The Democratic Party lost supporters over transgender rights. Gaining Them Back It won’t be simple.
In 2024, the party’s leading position in the electorate advanced ahead of voters, and the current internal discussion highlights a confusion over how to adjust.
For the past four years, Lanae Erickson, a senior vice president at the center-left think tank Third Way, has researched the politics surrounding transgender rights. However, it wasn’t until last December that she had reason to use the term “genital check” in front of a Democratic legislator.
“I’ve done it many times now, with numerous legislators,” she stated. “Their faces squish up” when she does, she said.

Ms. Erickson was at the time meeting with Democratic legislators in an effort to prevent a Republican bill that would completely prohibit transgender athletes from competing in women’s sports. She felt that uncomfortable discussions were a required initial step in breaking out of the perceived paralysis surrounding the subject that had gripped many in and around Democratic politics.
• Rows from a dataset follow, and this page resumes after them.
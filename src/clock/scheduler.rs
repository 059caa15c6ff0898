//! Refresh cadence and displayed-instant state machine for the clock face.
//!
//! The scheduler never owns a timer itself. [`ClockScheduler::configure`] returns a
//! [`TimerPlan`] and the caller installs it into a [`TimerSlot`], which guarantees the
//! previous timer is torn down before the next one starts.

use chrono::{DateTime, Local, Utc};
use dioxus::logger::tracing::debug;

use super::angles::SecondHandBehavior;
use super::parse::{parse_time_value_at, TimeValue};

#[derive(Debug, Clone, Copy, PartialEq, Eq)]
pub enum ClockMode {
    /// Shows a fixed instant.
    Paused { frozen: DateTime<Utc> },
    /// Samples the system clock on every tick.
    RealTime,
    /// Shows `start` advanced by the wall-clock time elapsed since `activated_at`.
    FromCustomStart {
        start: DateTime<Utc>,
        activated_at: DateTime<Utc>,
    },
}

#[derive(Debug, Clone, Default, PartialEq)]
pub struct SchedulerConfig {
    pub running: bool,
    pub value: Option<TimeValue>,
    pub behavior: SecondHandBehavior,
}

#[derive(Debug, Clone, Copy, PartialEq, Eq)]
pub struct TimerPlan {
    pub cadence_ms: u32,
    pub generation: u64,
}

#[derive(Debug, Clone, PartialEq)]
pub struct ClockScheduler {
    config: Option<SchedulerConfig>,
    mode: ClockMode,
    generation: u64,
}

impl Default for ClockScheduler {
    fn default() -> Self {
        Self {
            config: None,
            mode: ClockMode::RealTime,
            generation: 0,
        }
    }
}

impl ClockScheduler {
    pub fn new(config: SchedulerConfig, now: DateTime<Utc>) -> Self {
        let mut scheduler = Self::default();
        scheduler.configure(config, now);
        scheduler
    }

    pub fn mode(&self) -> ClockMode {
        self.mode
    }

    /// Applies `config`. Any change starts a new timer generation; the returned plan is
    /// `None` when the clock is paused. Re-applying an identical config keeps the
    /// current mode, including a custom start's activation instant.
    pub fn configure(&mut self, config: SchedulerConfig, now: DateTime<Utc>) -> Option<TimerPlan> {
        if self.config.as_ref() == Some(&config) {
            return self.plan();
        }

        let parsed = parse_time_value_at(config.value.as_ref(), now.with_timezone(&Local));
        self.mode = match (config.running, parsed) {
            (false, Some(value)) => ClockMode::Paused { frozen: value },
            (false, None) => ClockMode::Paused { frozen: now },
            (true, Some(start)) => ClockMode::FromCustomStart {
                start,
                activated_at: now,
            },
            (true, None) => ClockMode::RealTime,
        };
        self.generation += 1;
        self.config = Some(config);

        let plan = self.plan();
        debug!(
            "[scheduler] generation {} -> {:?}, cadence {:?} ms",
            self.generation,
            self.mode,
            plan.map(|p| p.cadence_ms)
        );
        plan
    }

    pub fn plan(&self) -> Option<TimerPlan> {
        let config = self.config.as_ref()?;
        match self.mode {
            ClockMode::Paused { .. } => None,
            ClockMode::RealTime | ClockMode::FromCustomStart { .. } => Some(TimerPlan {
                cadence_ms: config.behavior.cadence_ms(),
                generation: self.generation,
            }),
        }
    }

    pub fn displayed_instant(&self, now: DateTime<Utc>) -> DateTime<Utc> {
        match self.mode {
            ClockMode::Paused { frozen } => frozen,
            ClockMode::RealTime => now,
            ClockMode::FromCustomStart {
                start,
                activated_at,
            } => start + (now - activated_at),
        }
    }
}

/// A cancellable periodic timer.
pub trait TimerHandle {
    fn cancel(self);
}

/// Holds at most one live timer.
#[derive(Debug)]
pub struct TimerSlot<H: TimerHandle> {
    active: Option<(u64, H)>,
}

impl<H: TimerHandle> Default for TimerSlot<H> {
    fn default() -> Self {
        Self { active: None }
    }
}

impl<H: TimerHandle> TimerSlot<H> {
    /// Cancels the current timer, then installs the one built by `start`, if any.
    pub fn replace_with(&mut self, plan: Option<TimerPlan>, start: impl FnOnce(TimerPlan) -> H) {
        self.clear();
        if let Some(plan) = plan {
            debug!(
                "[timer] arming generation {} every {} ms",
                plan.generation, plan.cadence_ms
            );
            self.active = Some((plan.generation, start(plan)));
        }
    }

    pub fn clear(&mut self) {
        if let Some((generation, handle)) = self.active.take() {
            debug!("[timer] tearing down generation {}", generation);
            handle.cancel();
        }
    }

    pub fn generation(&self) -> Option<u64> {
        self.active.as_ref().map(|(generation, _)| *generation)
    }

    pub fn is_armed(&self) -> bool {
        self.active.is_some()
    }
}

impl<H: TimerHandle> Drop for TimerSlot<H> {
    fn drop(&mut self) {
        self.clear();
    }
}

#[cfg(test)]
mod tests {
    use super::*;
    use chrono::{Duration, TimeZone};
    use std::cell::Cell;
    use std::rc::Rc;

    struct FakeTimer {
        cancelled: Rc<Cell<u32>>,
    }

    impl TimerHandle for FakeTimer {
        fn cancel(self) {
            self.cancelled.set(self.cancelled.get() + 1);
        }
    }

    fn t0() -> DateTime<Utc> {
        Utc.with_ymd_and_hms(2024, 1, 1, 12, 34, 56).unwrap()
    }

    fn custom_start() -> DateTime<Utc> {
        Utc.with_ymd_and_hms(2020, 5, 5, 10, 0, 0).unwrap()
    }

    fn config(
        running: bool,
        value: Option<TimeValue>,
        behavior: SecondHandBehavior,
    ) -> SchedulerConfig {
        SchedulerConfig {
            running,
            value,
            behavior,
        }
    }

    #[test]
    fn cadence_follows_behavior() {
        for (behavior, cadence) in [
            (SecondHandBehavior::Smooth, 16),
            (SecondHandBehavior::TickHalf, 500),
            (SecondHandBehavior::TickHighFreq, 125),
            (SecondHandBehavior::Tick, 1_000),
        ] {
            let scheduler = ClockScheduler::new(config(true, None, behavior), t0());
            assert_eq!(scheduler.plan().map(|p| p.cadence_ms), Some(cadence));
        }
    }

    #[test]
    fn real_time_samples_now() {
        let scheduler = ClockScheduler::new(config(true, None, SecondHandBehavior::Tick), t0());
        assert_eq!(scheduler.mode(), ClockMode::RealTime);
        let later = t0() + Duration::seconds(90);
        assert_eq!(scheduler.displayed_instant(later), later);
    }

    #[test]
    fn unparsable_value_runs_in_real_time() {
        let value = Some(TimeValue::from("whenever"));
        let scheduler = ClockScheduler::new(config(true, value, SecondHandBehavior::Tick), t0());
        assert_eq!(scheduler.mode(), ClockMode::RealTime);
    }

    #[test]
    fn custom_start_advances_with_wall_clock() {
        let value = Some(TimeValue::from(custom_start()));
        let mut scheduler =
            ClockScheduler::new(config(true, value.clone(), SecondHandBehavior::Smooth), t0());
        assert_eq!(
            scheduler.displayed_instant(t0() + Duration::milliseconds(2_500)),
            custom_start() + Duration::milliseconds(2_500)
        );

        // the same value later on must not restart the elapsed time
        let plan = scheduler.configure(
            config(true, value, SecondHandBehavior::Smooth),
            t0() + Duration::seconds(10),
        );
        assert_eq!(plan.map(|p| p.generation), Some(1));
        assert_eq!(
            scheduler.displayed_instant(t0() + Duration::seconds(20)),
            custom_start() + Duration::seconds(20)
        );
    }

    #[test]
    fn pausing_a_custom_start_freezes_on_the_value() {
        let value = Some(TimeValue::from(custom_start()));
        let mut scheduler =
            ClockScheduler::new(config(true, value.clone(), SecondHandBehavior::Tick), t0());
        let plan = scheduler.configure(
            config(false, value, SecondHandBehavior::Tick),
            t0() + Duration::seconds(30),
        );
        assert_eq!(plan, None);
        for offset in [0, 1, 3_600] {
            assert_eq!(
                scheduler.displayed_instant(t0() + Duration::seconds(offset)),
                custom_start()
            );
        }
    }

    #[test]
    fn pausing_without_value_freezes_at_the_pause_instant() {
        let mut scheduler = ClockScheduler::new(config(true, None, SecondHandBehavior::Tick), t0());
        let paused_at = t0() + Duration::seconds(42);
        scheduler.configure(config(false, None, SecondHandBehavior::Tick), paused_at);
        assert_eq!(scheduler.mode(), ClockMode::Paused { frozen: paused_at });
        assert_eq!(scheduler.displayed_instant(paused_at + Duration::hours(1)), paused_at);
    }

    #[test]
    fn every_change_starts_a_new_generation() {
        let mut scheduler = ClockScheduler::new(config(true, None, SecondHandBehavior::Tick), t0());
        let first = scheduler.plan().unwrap();
        let second = scheduler
            .configure(config(true, None, SecondHandBehavior::Smooth), t0())
            .unwrap();
        assert_eq!(second.cadence_ms, 16);
        assert!(second.generation > first.generation);
    }

    #[test]
    fn slot_keeps_a_single_timer() {
        let cancelled = Rc::new(Cell::new(0));
        let started = Rc::new(Cell::new(0));
        let mut slot = TimerSlot::default();
        let mut scheduler = ClockScheduler::new(config(true, None, SecondHandBehavior::Tick), t0());

        let install = |slot: &mut TimerSlot<FakeTimer>, plan: Option<TimerPlan>| {
            slot.replace_with(plan, |_| {
                // the previous timer must already be gone
                assert_eq!(started.get(), cancelled.get());
                started.set(started.get() + 1);
                FakeTimer {
                    cancelled: cancelled.clone(),
                }
            });
        };

        install(&mut slot, scheduler.plan());
        assert_eq!(slot.generation(), Some(1));

        let plan = scheduler.configure(config(true, None, SecondHandBehavior::TickHalf), t0());
        install(&mut slot, plan);
        assert_eq!((started.get(), cancelled.get()), (2, 1));
        assert_eq!(slot.generation(), Some(2));

        let plan = scheduler.configure(config(false, None, SecondHandBehavior::TickHalf), t0());
        install(&mut slot, plan);
        assert!(!slot.is_armed());
        assert_eq!((started.get(), cancelled.get()), (2, 2));
    }

    #[test]
    fn dropping_the_slot_cancels_its_timer() {
        let cancelled = Rc::new(Cell::new(0));
        {
            let mut slot = TimerSlot::default();
            let plan = Some(TimerPlan {
                cadence_ms: 16,
                generation: 1,
            });
            slot.replace_with(plan, |_| FakeTimer {
                cancelled: cancelled.clone(),
            });
        }
        assert_eq!(cancelled.get(), 1);
    }
}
Many Democratic politicians had decided to keep mum on the issue because they were caught in an ever-increasing divide between the views of the party’s liberal voters and advocacy groups on one side and the rest of the American population on the other. Surveys conducted by Ms Erickson and other agencies revealed this allowed the Republicans who spent millions of dollars in 2024 on ads criticizing Democrats on transgender rights, to influence voters’ perceptions of Democratic policy stances.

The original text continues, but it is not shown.